Cryptogenic epileptic syndromes related to SCN1A: twelve novel mutations identified

Claudio Zucca et al. Arch Neurol. 2008 Apr.
Free article

Abstract

Background: Sodium channel alpha 1 subunit gene, SCN1A, is the gene encoding the neuronal voltage-gated sodium channel alpha 1 subunit (Na(v)1.1) and is mutated in different forms of epilepsy. Mutations in this gene were observed in more than 70% of patients with severe myoclonic epilepsy of infancy (SMEI) and were also found in different types of infantile epileptic encephalopathy.

Objective: To search for disease-causing mutations in SCN1A in patients with cryptogenic epileptic syndromes (ie, syndromes with an unknown cause).

Design: Clinical characterization and molecular genetic analysis of a cohort of patients.

Setting: University hospitals, rehabilitation centers, and molecular biology laboratories.

Patients: Sixty unrelated patients with cryptogenic epileptic syndromes.
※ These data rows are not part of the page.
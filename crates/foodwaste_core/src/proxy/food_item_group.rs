use super::{hydrate, key_value, DataProxy, FoodGroupProxy, FoodItemProxy, RowView};
use crate::builder;
use crate::error::CoreResult;
use crate::identity::ProxyId;
use crate::load::load_one;
use crate::schema::{TableSchema, FOOD_GROUPS, FOOD_ITEMS, FOOD_ITEM_GROUPS};
use crate::state::HydrationState;
use crate::sync::AssociationRow;
use foodwaste_sql::{SqlValue, Statement};
use foodwaste_store::DataAccessor;

/// Membership of a food item in a food group.
#[derive(Debug, Clone, Default, PartialEq)]
pub struct FoodItemGroupProxy {
    identifier: Option<ProxyId>,
    /// Identifier of the food item.
    pub food_item_identifier: Option<ProxyId>,
    /// Identifier of the food group.
    pub food_group_identifier: Option<ProxyId>,
    /// The food item, once loaded.
    pub food_item: Option<Box<FoodItemProxy>>,
    /// The food group, once loaded.
    pub food_group: Option<FoodGroupProxy>,
    /// Whether this is the item's primary group.
    pub is_primary: bool,
    state: HydrationState,
}

impl FoodItemGroupProxy {
    /// Creates a membership. The identifier is assigned on insert if absent.
    pub fn new(identifier: Option<ProxyId>, food_item: ProxyId, food_group: ProxyId, is_primary: bool) -> Self {
        Self {
            identifier,
            food_item_identifier: Some(food_item),
            food_group_identifier: Some(food_group),
            is_primary,
            state: HydrationState::RelationsLoaded,
            ..Self::default()
        }
    }

    /// Selects the memberships of a food item joined with their groups.
    #[must_use]
    pub fn select_for_item(food_item: &str) -> Statement {
        foodwaste_sql::Select::from(FOOD_ITEM_GROUPS.aliased())
            .columns(FOOD_ITEM_GROUPS.qualified_refs())
            .column(FOOD_GROUPS.col("ParentIdentifier"))
            .column(FOOD_GROUPS.col("IsActive"))
            .inner_join(
                FOOD_GROUPS.aliased(),
                FOOD_GROUPS.col("FoodGroupIdentifier"),
                FOOD_ITEM_GROUPS.col("FoodGroupIdentifier"),
            )
            .filter_eq(FOOD_ITEM_GROUPS.col("FoodItemIdentifier"), food_item)
            .into()
    }

    /// Selects the stored membership rows of a food item.
    #[must_use]
    pub fn select_rows_for_item(food_item: &str) -> Statement {
        builder::select_where(&FOOD_ITEM_GROUPS, "FoodItemIdentifier", food_item).into()
    }

    /// Selects the stored membership rows of a food group.
    #[must_use]
    pub fn select_for_group(food_group: &str) -> Statement {
        builder::select_where(&FOOD_ITEM_GROUPS, "FoodGroupIdentifier", food_group).into()
    }
}

impl DataProxy for FoodItemGroupProxy {
    const NAME: &'static str = "FoodItemGroupProxy";
    const SCHEMA: TableSchema = FOOD_ITEM_GROUPS;

    fn identifier(&self) -> Option<ProxyId> {
        self.identifier
    }

    fn set_identifier(&mut self, id: ProxyId) {
        self.identifier = Some(id);
    }

    fn state(&self) -> HydrationState {
        self.state
    }

    fn set_state(&mut self, state: HydrationState) {
        self.state = state;
    }

    fn column_values(&self) -> CoreResult<Vec<SqlValue>> {
        Ok(vec![
            SqlValue::text(self.unique_id()?),
            key_value(self.food_item_identifier, "FoodItemIdentifier")?,
            key_value(self.food_group_identifier, "FoodGroupIdentifier")?,
            SqlValue::Bool(self.is_primary),
        ])
    }

    fn read_columns(&mut self, row: &RowView<'_>) -> CoreResult<()> {
        self.identifier = Some(row.id("FoodItemGroupIdentifier")?);
        self.food_item_identifier = Some(row.id("FoodItemIdentifier")?);
        self.food_group_identifier = Some(row.id("FoodGroupIdentifier")?);
        self.is_primary = row.bool("IsPrimary")?;
        if row.row().contains("IsActive") {
            self.food_group = Some(hydrate(row.row(), &[])?);
        }
        Ok(())
    }

    fn load_relations(&mut self, _id: ProxyId, accessor: &dyn DataAccessor) -> CoreResult<()> {
        if let Some(item) = self.food_item_identifier {
            self.food_item = load_one::<FoodItemProxy>(
                accessor,
                &builder::select_by_key(&FOOD_ITEMS, &item.to_key()),
            )?
            .map(Box::new);
        }
        if let Some(group) = self.food_group_identifier {
            self.food_group = load_one(accessor, &builder::select_by_key(&FOOD_GROUPS, &group.to_key()))?;
        }
        Ok(())
    }
}

impl AssociationRow for FoodItemGroupProxy {
    type Payload = bool;

    fn payload(&self) -> bool {
        self.is_primary
    }

    fn set_payload(&mut self, payload: bool) {
        self.is_primary = payload;
    }
}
Main outcome measures: Samples of DNA were analyzed for mutations and for large heterozygous deletions encompassing the SCN1A gene. A search for microdeletions in the SCN1A gene was also performed in the subset of patients with SMEI/SMEI-borderland who had negative results at the point mutation screening.

Results: No large deletions at the SCN1A locus were found in any of the patients analyzed. In contrast, 13 different point mutations were identified in 12 patients: 10 with SMEI, 1 with generalized epilepsy with febrile seizures plus, and 1 with cryptogenic focal epilepsy. An additional search for SCN1A intragenic microdeletions in the remaining patients with SMEI/SMEI-borderland and no point mutations was also negative.

Conclusions: These results confirm the role of the SCN1A gene in different types of epilepsy, including cryptogenic epileptic syndromes. However, large deletions encompassing SCN1A were not common disease-causing rearrangements in this group of epilepsies.